Liu's paper describes an ingenious way to represent ranges in the TCAM with additional data bits, substantially reducing the number of TCAM entries at a small cost in additional word width.
A second paper, by Panigrahy and Sharma of Cisco Systems, describes a technique for dividing TCAMs into banks and using high-order address bits for bank switching. This approach, the authors said, can considerably reduce the power consumption in large TCAM arrays.
A third paper suggested eliminating the TCAMs by replacing the hardware-matching operation with a binary search. Prakash and Azis of the University of Texas, Austin, then implemented the normally software-based binary decision diagram walk in a series of pipelined SRAMs, achieving both substantial throughput and much lower hardware complexity than might have been used for a TCAM approach. The authors note that binary trees are known for growing exponentially with the number of rules, and show a technique for breaking the rules into groups, building an SRAM-based classification engine for each group and feeding the results into a priority resolver.
In an interesting aside, the authors note that they explored implementing their binary walks in an FPGA, but found that a shortage of long interconnect segments in the FPGA architecture made the implementation impractical. So they stayed with their networks of small SRAMs.
Quite a different view of FPGAs came from Schuehler and Lockwood and the Washington University Applied Research Laboratory. This team has been developing FPGA-based reconfigurable engines for packet processing and implementing them as add-in cards in routing cabinets. In this paper, the authors describe a TCP splitter: a design for classifying TCP/IP packets and splitting the packet stream into two flows. One is an outgoing flow of classified and routed packets and the other a diverted flow of address and/or payload data to be used by a local application, such as a statistics-gathering program or an application working directly with the payloads.
Inside the FPGA, incoming packets are opened, classified, a copy of their relevant content is sent off to the local application and the packet is routed. Classification is done by hashing the source and destination IP addresses and TCP port numbers into a 256-kword external SRAM. The authors also suggest that a tool such as SwitchGen could transform rules directly into reconfigurable logic, eliminating the SRAM. Since the entire function of the TCP splitter is in reconfigurable logic, the user is pretty much free to experiment with implementations.

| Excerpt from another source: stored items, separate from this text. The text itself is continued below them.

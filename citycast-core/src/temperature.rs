//! Temperature scales and conversion.
//!
//! OpenWeatherMap reports temperature in Kelvin unless asked otherwise; the
//! display side wants Celsius and Fahrenheit. The newtypes keep readings in
//! different scales from being mixed up in transit. Rounding for display is
//! the lookup client's concern, not this module's.

/// An absolute-scale reading, as reported by the provider.
#[derive(Copy, Clone, Debug)]
pub struct Kelvin(f64);

impl Kelvin {
    pub fn new(v: f64) -> Kelvin {
        Kelvin(v)
    }

    pub fn value(self) -> f64 {
        self.0
    }
}

#[derive(Copy, Clone, Debug)]
pub struct Celsius(f64);

impl Celsius {
    pub fn new(v: f64) -> Celsius {
        Celsius(v)
    }

    pub fn value(self) -> f64 {
        self.0
    }
}

#[derive(Copy, Clone, Debug)]
pub struct Fahrenheit(f64);

impl Fahrenheit {
    pub fn new(v: f64) -> Fahrenheit {
        Fahrenheit(v)
    }

    pub fn value(self) -> f64 {
        self.0
    }
}

impl From<Kelvin> for Celsius {
    fn from(k: Kelvin) -> Self {
        Celsius(k.0 - 273.15)
    }
}

impl From<Celsius> for Fahrenheit {
    fn from(c: Celsius) -> Self {
        Fahrenheit(c.0 * (9.0 / 5.0) + 32.0)
    }
}

impl From<Kelvin> for Fahrenheit {
    fn from(k: Kelvin) -> Self {
        Celsius::from(k).into()
    }
}

/// Convert an absolute Kelvin reading to both offset scales.
///
/// Pure and total over all `f64` inputs: nothing is validated or rejected,
/// and non-finite readings pass straight through the arithmetic.
pub fn convert(kelvin: Kelvin) -> (Celsius, Fahrenheit) {
    let celsius = Celsius::from(kelvin);
    let fahrenheit = Fahrenheit::from(celsius);
    (celsius, fahrenheit)
}

#[cfg(test)]
mod tests {
    use super::*;
    use proptest::prelude::*;

    #[test]
    fn freezing_point_of_water() {
        let (c, f) = convert(Kelvin::new(273.15));
        assert_eq!(c.value(), 0.0);
        assert_eq!(f.value(), 32.0);
    }

    #[test]
    fn mild_autumn_day() {
        let (c, f) = convert(Kelvin::new(283.15));
        assert!((c.value() - 10.0).abs() < 1e-9);
        assert!((f.value() - 50.0).abs() < 1e-9);
    }

    #[test]
    fn absolute_zero() {
        let (c, f) = convert(Kelvin::new(0.0));
        assert_eq!(c.value(), -273.15);
        assert_eq!(f.value(), -273.15 * (9.0 / 5.0) + 32.0);
    }

    #[test]
    fn negative_kelvin_is_not_rejected() {
        let (c, f) = convert(Kelvin::new(-10.0));
        assert_eq!(c.value(), -10.0 - 273.15);
        assert_eq!(f.value(), (-10.0 - 273.15) * (9.0 / 5.0) + 32.0);
    }

    #[test]
    fn non_finite_readings_pass_through() {
        let (c, f) = convert(Kelvin::new(f64::NAN));
        assert!(c.value().is_nan());
        assert!(f.value().is_nan());

        let (c, f) = convert(Kelvin::new(f64::INFINITY));
        assert_eq!(c.value(), f64::INFINITY);
        assert_eq!(f.value(), f64::INFINITY);
    }

    #[test]
    fn from_impls_agree_with_convert() {
        let k = Kelvin::new(300.0);
        let (c, f) = convert(k);
        assert_eq!(Celsius::from(k).value(), c.value());
        assert_eq!(Fahrenheit::from(k).value(), f.value());
    }

    proptest! {
        #[test]
        fn matches_the_formulas(k in -1.0e6f64..1.0e6) {
            let (c, f) = convert(Kelvin::new(k));
            prop_assert_eq!(c.value(), k - 273.15);
            prop_assert_eq!(f.value(), (k - 273.15) * (9.0 / 5.0) + 32.0);
        }

        #[test]
        fn deterministic(k in -1.0e9f64..1.0e9) {
            let (c1, f1) = convert(Kelvin::new(k));
            let (c2, f2) = convert(Kelvin::new(k));
            prop_assert_eq!(c1.value(), c2.value());
            prop_assert_eq!(f1.value(), f2.value());
        }

        #[test]
        fn ordering_is_preserved(a in -1.0e6f64..1.0e6, b in -1.0e6f64..1.0e6) {
            prop_assume!(a < b);
            let (ca, fa) = convert(Kelvin::new(a));
            let (cb, fb) = convert(Kelvin::new(b));
            // ties are possible at f64 resolution, reversals are not
            prop_assert!(ca.value() <= cb.value());
            prop_assert!(fa.value() <= fb.value());
        }
    }
}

Since the wrapper of TCP/IP packet handling algorithms is an existing design at the lab, this experimentation need not be burdened by packet-handling chores.
All of these papers start with the observation that the packet classification problem is moving beyond the range of either CPUs or NPUs. None of the authors seems optimistic about the ability of sheer ASIC gate counts to come to the rescue. But all the presentations hinged on some pertinent observations about the nature of real packet streams: for instance, that in practice most routers only deal with a limited number of ranges, and that rules sets tend to be set by agreements among humans, and hence change very slowly.
If there is a trend to be seen here, it is that the classification problem seems to yield better to cleverness than to force.